American Chronicles: A Fox series documenting various aspects of American culture, such as truck stops, a high school reunion, and Hugh Hefner. It was produced by Lynch/Frost Productions, and Lynch and Frost co-directed one episode called Champions.

Other Endeavors

Nadja: A modern day tale about vampirism which was produced by Lynch. He also makes a cameo as a morgue attendant.

Zelly and Me: A movie about a girl who must choose between her neglecting mother or her wonderful, deeply caring nanny Zelly (Isabella Rosselini). Lynch stars in this as one of the girl's suitors. The movie was also directed by Tina Rathborne, who later directed a couple episodes of Twin Peaks.

Crumb:The documentary about the life of cartoonist Richard Crumb (known for his pornogrpahic Felix the Cat cartoons) lists Lynch as a producer.

Other Projects:


  • Chris Isaak's "Wicked Game" video

  • MichaelJackson's "Dangerous" tour video

  • 4 Commercials for Calvin Klein's "Obsession"

  • Commercial for Yves St. Laurent's "Opium"

  • Commercial for Georgio Armani's "Gio"

  • 2 Commercials for Alka-Seltzer Plus

  • ommercial for Barilla Pasta

  • Commercial for Adidas

  • Commercial for Karl Lagerfield's "Sun Moon Stars"

  • Public service message for NYC's rat problem

  • Public service message for the American Cancer Society for breast cancer.

  • Promotional video for Japanese singer Yoshiki

  • The comic strip "The Angriest Dog in the World," and. . .

  • 4 commercials for Georgia Coffee for Japanese TV, set in Twin Peaks and with a lot of the regular characters.

  • Lynch continues to write and produce music for Julee Cruise, producing the CD's "Floating Into The Night" and "The Voice of Love".

    Non-film related:


  • In October 2000, Lynch created a cow statue for NYC's Cows on Parade art installation. Copying Chicago, the city asked celebs and artists to decorate pre-made plaster cows. However, the one Lynch created (he cut off the cow's head, covered it with blood, and stuck forks and knives into its back) was rejected from the installation. So much for free speech. Well, then Lynch wrote "eat my fear" on the cow's side and itis now on display in a Manhattan gallery.


  • Lynch produced a book of photographs and stills from his TV and movie sets, and also of his artwork, called Images.

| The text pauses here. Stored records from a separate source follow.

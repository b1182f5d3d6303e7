//! Application state domain module.
//!
//! # Module Structure
//!
//! - `model`: the persisted document (`AppState`, `Turn`, `ModelDescriptor`)
//! - `repository`: persistence adapter trait
//! - `store`: the observable in-memory container

pub mod model;
pub mod repository;
pub mod store;

// Re-export public API
pub use model::{
    AppState, DEFAULT_MODEL, DEFAULT_SYSTEM_INSTRUCTION, DEFAULT_TEMPERATURE, FALLBACK_API_KEY,
    ModelDescriptor, Part, Role, Turn, seeded_history,
};
pub use repository::{LoadedState, StateOrigin, StateRepository};
pub use store::{StateChange, StateListener, StateStore, SubscriptionId};
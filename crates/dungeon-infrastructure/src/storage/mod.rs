//! Key-value storage backends.
//!
//! The persisted app state is a single string entry in a [`KeyValueStore`];
//! the store knows nothing about its content.

mod atomic_file;
mod file_store;
mod memory_store;

pub use atomic_file::AtomicFile;
pub use file_store::FileKeyValueStore;
pub use memory_store::MemoryKeyValueStore;

use async_trait::async_trait;
use dungeon_core::Result;

/// String-keyed, string-valued storage.
#[async_trait]
pub trait KeyValueStore: Send + Sync {
    /// Returns the value stored under `key`, if any.
    async fn get(&self, key: &str) -> Result<Option<String>>;

    /// Stores `value` under `key`, replacing any previous value.
    async fn set(&self, key: &str, value: &str) -> Result<()>;

    /// Removes `key`. Returns `false` if nothing was stored.
    async fn remove(&self, key: &str) -> Result<bool>;
}
//! Runtime configuration.
//!
//! Read from an optional `config.toml`; every field has a default so an
//! absent file (or an empty one) yields a working configuration.
//!
//! ```toml
//! storage_dir = "/home/me/.local/share/dungeon"
//! storage_key = "AI_DUNGEON_APP"
//! api_base_url = "https://generativelanguage.googleapis.com/v1beta"
//! request_timeout_secs = 60
//! log_dir = "/home/me/.local/share/dungeon/logs"
//! ```

use std::path::{Path, PathBuf};
use std::time::Duration;

use serde::{Deserialize, Serialize};

use crate::error::{DungeonError, Result};

/// Key the app state document is stored under.
pub const STORAGE_KEY: &str = "AI_DUNGEON_APP";

/// Gemini REST endpoint.
pub const DEFAULT_API_BASE_URL: &str = "https://generativelanguage.googleapis.com/v1beta";

pub const DEFAULT_REQUEST_TIMEOUT_SECS: u64 = 60;

#[derive(Debug, Clone, PartialEq, Eq, Serialize, Deserialize)]
#[serde(default)]
pub struct DungeonConfig {
    /// Directory holding the key-value store. `None` keeps state in memory.
    pub storage_dir: Option<PathBuf>,
    pub storage_key: String,
    pub api_base_url: String,
    pub request_timeout_secs: u64,
    /// Directory for rolling log files. `None` logs to stderr only.
    pub log_dir: Option<PathBuf>,
}

impl Default for DungeonConfig {
    fn default() -> Self {
        Self {
            storage_dir: None,
            storage_key: STORAGE_KEY.to_string(),
            api_base_url: DEFAULT_API_BASE_URL.to_string(),
            request_timeout_secs: DEFAULT_REQUEST_TIMEOUT_SECS,
            log_dir: None,
        }
    }
}

impl DungeonConfig {
    /// Loads the configuration from `path`, returning defaults if the file
    /// does not exist.
    pub fn load(path: &Path) -> Result<Self> {
        if !path.exists() {
            tracing::debug!("[Config] {} not found, using defaults", path.display());
            return Ok(Self::default());
        }

        let content = std::fs::read_to_string(path).map_err(|e| {
            DungeonError::config(format!("Failed to read {}: {}", path.display(), e))
        })?;
        let config: Self = toml::from_str(&content)?;
        config.validate()?;
        Ok(config)
    }

    /// Rejects values no session could run with.
    pub fn validate(&self) -> Result<()> {
        if self.storage_key.trim().is_empty() {
            return Err(DungeonError::config("storage_key must not be empty"));
        }
        if self.api_base_url.trim().is_empty() {
            return Err(DungeonError::config("api_base_url must not be empty"));
        }
        if self.request_timeout_secs == 0 {
            return Err(DungeonError::config("request_timeout_secs must be positive"));
        }
        Ok(())
    }

    pub fn request_timeout(&self) -> Duration {
        Duration::from_secs(self.request_timeout_secs)
    }

    pub fn with_storage_dir(mut self, dir: impl Into<PathBuf>) -> Self {
        self.storage_dir = Some(dir.into());
        self
    }

    pub fn with_api_base_url(mut self, url: impl Into<String>) -> Self {
        self.api_base_url = url.into();
        self
    }
}

#[cfg(test)]
mod tests {
    use super::*;
    use tempfile::TempDir;

    #[test]
    fn test_missing_file_yields_defaults() {
        let temp_dir = TempDir::new().unwrap();
        let config = DungeonConfig::load(&temp_dir.path().join("config.toml")).unwrap();
        assert_eq!(config, DungeonConfig::default());
        assert_eq!(config.storage_key, "AI_DUNGEON_APP");
    }

    #[test]
    fn test_partial_file_keeps_other_defaults() {
        let temp_dir = TempDir::new().unwrap();
        let path = temp_dir.path().join("config.toml");
        std::fs::write(&path, "request_timeout_secs = 5\n").unwrap();

        let config = DungeonConfig::load(&path).unwrap();
        assert_eq!(config.request_timeout(), Duration::from_secs(5));
        assert_eq!(config.api_base_url, DEFAULT_API_BASE_URL);
    }

    #[test]
    fn test_invalid_values_are_rejected() {
        let temp_dir = TempDir::new().unwrap();
        let path = temp_dir.path().join("config.toml");

        std::fs::write(&path, "request_timeout_secs = 0\n").unwrap();
        assert!(DungeonConfig::load(&path).unwrap_err().to_string().contains("positive"));

        std::fs::write(&path, "request_timeout_secs = \"soon\"\n").unwrap();
        assert!(DungeonConfig::load(&path).unwrap_err().is_serialization());
    }
}
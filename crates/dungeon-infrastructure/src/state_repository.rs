//! Application state repository implementation.
//!
//! Persists the whole [`AppState`] as one JSON document under a fixed key of
//! a [`KeyValueStore`].

use std::sync::Arc;

use async_trait::async_trait;
use dungeon_core::config::STORAGE_KEY;
use dungeon_core::error::{DungeonError, Result};
use dungeon_core::state::{AppState, LoadedState, StateOrigin, StateRepository};

use crate::storage::KeyValueStore;

/// [`StateRepository`] over any key-value store.
///
/// # Example
///
/// ```ignore
/// use dungeon_infrastructure::{KeyValueStateRepository, MemoryKeyValueStore};
///
/// let repo = KeyValueStateRepository::new(Arc::new(MemoryKeyValueStore::new()));
/// let loaded = repo.load().await?;
/// assert!(loaded.is_default());
/// ```
#[derive(Clone)]
pub struct KeyValueStateRepository {
    store: Arc<dyn KeyValueStore>,
    key: String,
}

impl KeyValueStateRepository {
    /// Creates a repository using the standard storage key.
    pub fn new(store: Arc<dyn KeyValueStore>) -> Self {
        Self::with_key(store, STORAGE_KEY)
    }

    pub fn with_key(store: Arc<dyn KeyValueStore>, key: impl Into<String>) -> Self {
        Self {
            store,
            key: key.into(),
        }
    }

    pub fn key(&self) -> &str {
        &self.key
    }
}

#[async_trait]
impl StateRepository for KeyValueStateRepository {
    async fn load(&self) -> Result<LoadedState> {
        let Some(raw) = self.store.get(&self.key).await? else {
            tracing::info!("[StateRepository] No saved state under '{}', using defaults", self.key);
            return Ok(LoadedState {
                state: AppState::default(),
                origin: StateOrigin::Missing,
            });
        };

        match serde_json::from_str::<AppState>(&raw) {
            Ok(mut state) => {
                state.credential = AppState::normalize_credential(&state.credential);
                tracing::info!(
                    "[StateRepository] Loaded state: {} turns, {} models",
                    state.history.len(),
                    state.models.len()
                );
                Ok(LoadedState {
                    state,
                    origin: StateOrigin::Stored,
                })
            }
            Err(e) => {
                tracing::warn!(
                    "[StateRepository] Saved state under '{}' is unreadable, using defaults: {}",
                    self.key,
                    e
                );
                Ok(LoadedState {
                    state: AppState::default(),
                    origin: StateOrigin::Corrupted {
                        reason: e.to_string(),
                    },
                })
            }
        }
    }

    async fn save(&self, state: &AppState) -> Result<()> {
        // serde_json writes NaN and infinities as `null`, which would not load back.
        if !AppState::is_valid_temperature(state.temperature) {
            return Err(DungeonError::invalid_input(format!(
                "Refusing to save non-finite temperature {}",
                state.temperature
            )));
        }
        let json = serde_json::to_string(state)?;
        self.store.set(&self.key, &json).await
    }
}

#[cfg(test)]
mod tests {
    use super::*;
    use crate::storage::MemoryKeyValueStore;
    use dungeon_core::state::{FALLBACK_API_KEY, ModelDescriptor, Turn};

    fn repo_with(store: MemoryKeyValueStore) -> KeyValueStateRepository {
        KeyValueStateRepository::new(Arc::new(store))
    }

    #[tokio::test]
    async fn test_load_empty_storage_returns_seeded_default() {
        let loaded = repo_with(MemoryKeyValueStore::new()).load().await.unwrap();

        assert_eq!(loaded.origin, StateOrigin::Missing);
        assert_eq!(loaded.state.history, dungeon_core::state::seeded_history());
        assert!(loaded.state.models.is_empty());
        assert_eq!(loaded.state.credential, FALLBACK_API_KEY);
    }

    #[tokio::test]
    async fn test_load_valid_document_without_defaults() {
        let stored = r#"{"apiKey":"X","history":[],"models":[],"selectedModel":"m1","temperature":0.5,"systemInstruction":"s"}"#;
        let repo = repo_with(MemoryKeyValueStore::with_entry(STORAGE_KEY, stored));

        let loaded = repo.load().await.unwrap();

        assert_eq!(loaded.origin, StateOrigin::Stored);
        assert!(!loaded.is_default());
        assert_eq!(loaded.state.temperature, 0.5);
        assert!(loaded.state.history.is_empty());
        assert_eq!(loaded.state.credential, "X");
        assert_eq!(loaded.state.selected_model, "m1");
        assert_eq!(loaded.state.system_instruction, "s");
    }

    #[tokio::test]
    async fn test_load_corrupted_document_is_distinguishable() {
        let repo = repo_with(MemoryKeyValueStore::with_entry(STORAGE_KEY, "{not json"));

        let loaded = repo.load().await.unwrap();

        assert!(matches!(loaded.origin, StateOrigin::Corrupted { .. }));
        assert_eq!(loaded.state, AppState::default());
    }

    #[tokio::test]
    async fn test_load_repairs_empty_credential() {
        let stored = r#"{"apiKey":"","history":[],"selectedModel":"m1","temperature":1,"systemInstruction":"s"}"#;
        let repo = repo_with(MemoryKeyValueStore::with_entry(STORAGE_KEY, stored));

        let loaded = repo.load().await.unwrap();

        assert_eq!(loaded.origin, StateOrigin::Stored);
        assert_eq!(loaded.state.credential, FALLBACK_API_KEY);
        assert!(loaded.state.models.is_empty());
    }

    #[tokio::test]
    async fn test_save_then_load_round_trips() {
        let repo = repo_with(MemoryKeyValueStore::new());
        let mut state = AppState::default();
        state.credential = " secret ".to_string();
        state.temperature = 0.25;
        state.history.push(Turn::user("hi"));
        state.models = vec![ModelDescriptor {
            name: "gemini-2.5-pro".to_string(),
            display_name: "Gemini 2.5 Pro".to_string(),
            supported_actions: vec!["generateContent".to_string()],
        }];

        repo.save(&state).await.unwrap();
        let loaded = repo.load().await.unwrap();

        assert_eq!(loaded.origin, StateOrigin::Stored);
        assert_eq!(loaded.state, state);
        assert_eq!(loaded.state.credential, " secret ");
    }

    #[tokio::test]
    async fn test_save_rejects_non_finite_temperature() {
        let store = MemoryKeyValueStore::new();
        let repo = repo_with(store.clone());
        let mut state = AppState::default();
        state.history.push(Turn::user("keep me"));
        repo.save(&state).await.unwrap();

        for bad in [f64::NAN, f64::INFINITY] {
            let mut broken = state.clone();
            broken.temperature = bad;
            assert!(repo.save(&broken).await.unwrap_err().is_invalid_input());
        }

        assert_eq!(store.write_count(), 1);
        let loaded = repo.load().await.unwrap();
        assert_eq!(loaded.origin, StateOrigin::Stored);
        assert_eq!(loaded.state.history, state.history);
    }

    #[tokio::test]
    async fn test_load_null_temperature_keeps_history() {
        let stored = r#"{"apiKey":"X","history":[{"role":"user","parts":[{"text":"hi"}]}],"models":[],"selectedModel":"m1","temperature":null,"systemInstruction":"s"}"#;
        let repo = repo_with(MemoryKeyValueStore::with_entry(STORAGE_KEY, stored));

        let loaded = repo.load().await.unwrap();

        assert_eq!(loaded.origin, StateOrigin::Stored);
        assert_eq!(loaded.state.temperature, AppState::default().temperature);
        assert_eq!(loaded.state.history, vec![Turn::user("hi")]);
    }

    #[tokio::test]
    async fn test_load_document_missing_fields_keeps_history() {
        let stored = r#"{"apiKey":"X","history":[{"role":"user","parts":[{"text":"hi"}]}]}"#;
        let repo = repo_with(MemoryKeyValueStore::with_entry(STORAGE_KEY, stored));

        let loaded = repo.load().await.unwrap();
        let defaults = AppState::default();

        assert_eq!(loaded.origin, StateOrigin::Stored);
        assert_eq!(loaded.state.history, vec![Turn::user("hi")]);
        assert_eq!(loaded.state.selected_model, defaults.selected_model);
        assert_eq!(loaded.state.temperature, defaults.temperature);
        assert_eq!(loaded.state.system_instruction, defaults.system_instruction);
    }

    #[tokio::test]
    async fn test_custom_key() {
        let store = MemoryKeyValueStore::new();
        let repo = KeyValueStateRepository::with_key(Arc::new(store.clone()), "other");

        repo.save(&AppState::default()).await.unwrap();

        assert!(store.get("other").await.unwrap().is_some());
        assert!(store.get(STORAGE_KEY).await.unwrap().is_none());
    }
}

  • Recently, Lynch has been involved in transcendental meditation, and wrote a book on that subject: Catching the Big Fish: Meditation, Consciousness, and Creativity . From Publisher's Weekly: "Lynch blends biography, filmography, spiritual quotes and his philosophical perspective on the life-changing capabilities of transcendental meditation. . . Having practiced meditation for three decades, director Lynch discusses how it has influenced his life and helped him to concentrate his energy. The most interesting aspects arise out of his anecdotes and comments about his films, like Eraserhead and Blue Velvet."

    Also of interest to Tpers/David Lynch fans is the movie "Boxing Helena," made by Lynch's daughter Jennifer Lynch. Although not well recieved by critics and audiences, the film about a man so obsessed with a beautiful woman (Sherilyn Fenn!), that he kidnaps and eventually amputates her arms and legs to keep her with him, has some familiar Lynchian themes as it examines the line between love and obsession.